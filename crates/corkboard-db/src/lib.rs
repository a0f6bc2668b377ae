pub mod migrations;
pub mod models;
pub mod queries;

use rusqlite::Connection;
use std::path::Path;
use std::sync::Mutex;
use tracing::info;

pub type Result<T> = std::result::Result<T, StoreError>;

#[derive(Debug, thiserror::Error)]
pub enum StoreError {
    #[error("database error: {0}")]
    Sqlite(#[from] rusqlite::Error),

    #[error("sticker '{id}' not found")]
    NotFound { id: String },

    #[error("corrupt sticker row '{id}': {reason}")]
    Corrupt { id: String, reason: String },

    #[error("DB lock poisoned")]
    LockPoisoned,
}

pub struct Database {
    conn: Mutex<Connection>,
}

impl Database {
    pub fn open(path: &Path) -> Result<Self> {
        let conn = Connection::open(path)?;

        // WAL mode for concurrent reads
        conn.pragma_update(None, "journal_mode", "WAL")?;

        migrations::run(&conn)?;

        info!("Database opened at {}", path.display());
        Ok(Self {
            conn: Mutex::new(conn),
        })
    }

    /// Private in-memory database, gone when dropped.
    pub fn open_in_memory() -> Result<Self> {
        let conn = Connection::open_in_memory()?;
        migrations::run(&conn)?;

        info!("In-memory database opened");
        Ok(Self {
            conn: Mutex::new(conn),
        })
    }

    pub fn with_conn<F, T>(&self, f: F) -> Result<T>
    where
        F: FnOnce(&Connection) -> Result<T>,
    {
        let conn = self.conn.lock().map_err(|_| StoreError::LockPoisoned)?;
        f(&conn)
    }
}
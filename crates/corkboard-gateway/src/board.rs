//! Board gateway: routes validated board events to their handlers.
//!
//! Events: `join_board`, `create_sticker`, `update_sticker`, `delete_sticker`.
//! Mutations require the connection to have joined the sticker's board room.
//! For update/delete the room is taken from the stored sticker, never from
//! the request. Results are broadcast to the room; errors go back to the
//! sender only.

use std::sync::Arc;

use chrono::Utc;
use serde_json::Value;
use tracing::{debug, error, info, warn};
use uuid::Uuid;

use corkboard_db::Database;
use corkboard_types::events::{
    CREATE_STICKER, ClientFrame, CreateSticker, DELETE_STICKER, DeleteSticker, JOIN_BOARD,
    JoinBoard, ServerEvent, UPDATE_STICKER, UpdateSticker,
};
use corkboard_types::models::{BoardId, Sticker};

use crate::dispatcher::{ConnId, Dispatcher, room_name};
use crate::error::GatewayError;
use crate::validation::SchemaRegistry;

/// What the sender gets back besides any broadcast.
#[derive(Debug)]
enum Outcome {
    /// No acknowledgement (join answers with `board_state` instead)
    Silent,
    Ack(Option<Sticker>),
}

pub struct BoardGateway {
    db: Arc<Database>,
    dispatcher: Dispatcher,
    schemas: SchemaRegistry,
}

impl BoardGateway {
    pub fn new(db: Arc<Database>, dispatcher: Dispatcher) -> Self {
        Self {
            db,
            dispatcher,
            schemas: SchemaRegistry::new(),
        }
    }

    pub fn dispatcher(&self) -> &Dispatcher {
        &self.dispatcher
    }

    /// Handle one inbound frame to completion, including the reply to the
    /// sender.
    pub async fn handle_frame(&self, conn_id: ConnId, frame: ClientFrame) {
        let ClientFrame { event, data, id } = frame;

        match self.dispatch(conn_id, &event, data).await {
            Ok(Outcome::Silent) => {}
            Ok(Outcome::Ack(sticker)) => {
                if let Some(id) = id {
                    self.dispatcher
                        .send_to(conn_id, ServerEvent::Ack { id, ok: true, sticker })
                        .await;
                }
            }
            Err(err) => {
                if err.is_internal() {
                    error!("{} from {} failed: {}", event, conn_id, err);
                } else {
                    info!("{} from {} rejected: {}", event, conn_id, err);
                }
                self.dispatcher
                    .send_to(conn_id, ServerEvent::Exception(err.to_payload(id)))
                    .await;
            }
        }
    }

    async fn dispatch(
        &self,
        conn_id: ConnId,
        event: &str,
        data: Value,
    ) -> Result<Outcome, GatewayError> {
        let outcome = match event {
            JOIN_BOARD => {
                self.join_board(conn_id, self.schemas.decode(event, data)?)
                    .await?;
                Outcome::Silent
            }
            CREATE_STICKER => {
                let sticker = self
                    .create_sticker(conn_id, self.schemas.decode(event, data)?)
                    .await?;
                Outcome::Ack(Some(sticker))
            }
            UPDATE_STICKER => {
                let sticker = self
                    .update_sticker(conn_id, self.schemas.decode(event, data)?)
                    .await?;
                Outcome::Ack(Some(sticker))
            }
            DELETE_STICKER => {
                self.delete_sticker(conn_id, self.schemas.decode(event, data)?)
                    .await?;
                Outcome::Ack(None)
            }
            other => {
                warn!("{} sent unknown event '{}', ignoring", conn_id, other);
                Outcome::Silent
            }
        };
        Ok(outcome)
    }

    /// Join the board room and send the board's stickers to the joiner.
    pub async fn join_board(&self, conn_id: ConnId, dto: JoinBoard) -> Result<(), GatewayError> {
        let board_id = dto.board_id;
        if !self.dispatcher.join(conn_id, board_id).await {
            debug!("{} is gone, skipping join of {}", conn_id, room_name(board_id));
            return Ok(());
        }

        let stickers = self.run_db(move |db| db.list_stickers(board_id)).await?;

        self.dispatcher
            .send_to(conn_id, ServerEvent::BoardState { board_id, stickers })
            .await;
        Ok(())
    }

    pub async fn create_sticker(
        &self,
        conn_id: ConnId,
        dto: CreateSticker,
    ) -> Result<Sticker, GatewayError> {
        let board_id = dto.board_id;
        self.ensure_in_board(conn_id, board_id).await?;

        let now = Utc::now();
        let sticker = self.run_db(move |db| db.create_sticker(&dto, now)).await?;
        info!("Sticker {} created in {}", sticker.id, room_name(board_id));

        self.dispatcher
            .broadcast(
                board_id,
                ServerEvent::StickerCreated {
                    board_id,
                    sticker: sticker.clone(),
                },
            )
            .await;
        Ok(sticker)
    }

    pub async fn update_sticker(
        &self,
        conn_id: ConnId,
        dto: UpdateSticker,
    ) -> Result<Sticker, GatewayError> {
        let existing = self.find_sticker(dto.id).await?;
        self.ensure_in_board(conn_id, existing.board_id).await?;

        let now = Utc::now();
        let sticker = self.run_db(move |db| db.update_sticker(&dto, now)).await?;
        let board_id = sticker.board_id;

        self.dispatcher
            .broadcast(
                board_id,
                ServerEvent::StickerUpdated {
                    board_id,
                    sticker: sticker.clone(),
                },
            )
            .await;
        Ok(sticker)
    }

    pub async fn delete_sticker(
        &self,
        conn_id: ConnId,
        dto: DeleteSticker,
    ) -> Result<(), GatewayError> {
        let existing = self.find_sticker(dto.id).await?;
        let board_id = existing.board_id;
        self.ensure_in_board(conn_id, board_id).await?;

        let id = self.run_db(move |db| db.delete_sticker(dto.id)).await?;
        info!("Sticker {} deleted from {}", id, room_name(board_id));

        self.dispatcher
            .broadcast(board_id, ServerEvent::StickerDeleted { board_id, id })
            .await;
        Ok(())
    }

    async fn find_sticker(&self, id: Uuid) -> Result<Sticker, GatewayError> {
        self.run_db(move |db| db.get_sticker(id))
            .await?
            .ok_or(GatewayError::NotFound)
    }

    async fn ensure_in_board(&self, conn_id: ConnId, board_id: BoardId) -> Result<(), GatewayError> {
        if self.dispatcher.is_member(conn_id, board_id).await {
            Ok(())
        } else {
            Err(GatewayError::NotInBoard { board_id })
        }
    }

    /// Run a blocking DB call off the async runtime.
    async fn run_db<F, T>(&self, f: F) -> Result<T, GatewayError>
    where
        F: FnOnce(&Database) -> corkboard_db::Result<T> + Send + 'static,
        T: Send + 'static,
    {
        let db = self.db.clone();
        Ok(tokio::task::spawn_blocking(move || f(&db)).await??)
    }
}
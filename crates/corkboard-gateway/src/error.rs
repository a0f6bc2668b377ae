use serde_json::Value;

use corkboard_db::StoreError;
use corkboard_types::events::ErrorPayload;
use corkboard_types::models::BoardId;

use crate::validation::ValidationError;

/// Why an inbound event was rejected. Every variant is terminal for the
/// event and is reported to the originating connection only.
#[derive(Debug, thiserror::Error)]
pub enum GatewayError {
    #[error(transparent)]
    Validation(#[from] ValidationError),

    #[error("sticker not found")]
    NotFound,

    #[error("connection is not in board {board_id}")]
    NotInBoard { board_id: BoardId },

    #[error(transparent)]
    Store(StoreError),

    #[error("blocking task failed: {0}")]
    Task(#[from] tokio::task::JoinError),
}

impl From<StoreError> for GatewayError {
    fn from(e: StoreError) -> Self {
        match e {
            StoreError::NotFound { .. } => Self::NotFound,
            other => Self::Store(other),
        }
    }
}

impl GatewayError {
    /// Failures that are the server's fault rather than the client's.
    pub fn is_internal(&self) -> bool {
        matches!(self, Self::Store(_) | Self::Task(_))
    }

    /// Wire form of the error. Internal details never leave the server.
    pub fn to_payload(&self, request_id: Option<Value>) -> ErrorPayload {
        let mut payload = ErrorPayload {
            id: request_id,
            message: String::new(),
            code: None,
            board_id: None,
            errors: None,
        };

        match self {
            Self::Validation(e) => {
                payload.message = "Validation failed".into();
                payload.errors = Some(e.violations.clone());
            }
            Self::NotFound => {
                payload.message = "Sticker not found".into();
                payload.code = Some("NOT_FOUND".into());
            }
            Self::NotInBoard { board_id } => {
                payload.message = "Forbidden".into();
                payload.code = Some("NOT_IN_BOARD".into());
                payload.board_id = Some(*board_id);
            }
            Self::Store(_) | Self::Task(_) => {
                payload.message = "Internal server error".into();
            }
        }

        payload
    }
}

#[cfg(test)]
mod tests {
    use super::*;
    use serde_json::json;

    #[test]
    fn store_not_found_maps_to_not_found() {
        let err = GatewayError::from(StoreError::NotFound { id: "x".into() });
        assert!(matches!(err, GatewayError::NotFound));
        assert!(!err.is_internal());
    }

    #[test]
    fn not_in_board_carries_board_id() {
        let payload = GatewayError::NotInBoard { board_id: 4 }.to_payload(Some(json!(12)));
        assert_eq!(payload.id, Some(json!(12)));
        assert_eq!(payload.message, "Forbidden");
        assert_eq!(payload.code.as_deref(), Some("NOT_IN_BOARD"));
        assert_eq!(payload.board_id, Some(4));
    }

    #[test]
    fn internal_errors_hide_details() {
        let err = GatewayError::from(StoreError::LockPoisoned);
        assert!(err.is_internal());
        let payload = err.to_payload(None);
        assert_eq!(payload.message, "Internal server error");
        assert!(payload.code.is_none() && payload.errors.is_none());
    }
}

++++++++++

__Task to complete__:
Go through the material line by line and state how many lines hold "rejected", with no other words.

__Solution for this problem__:
2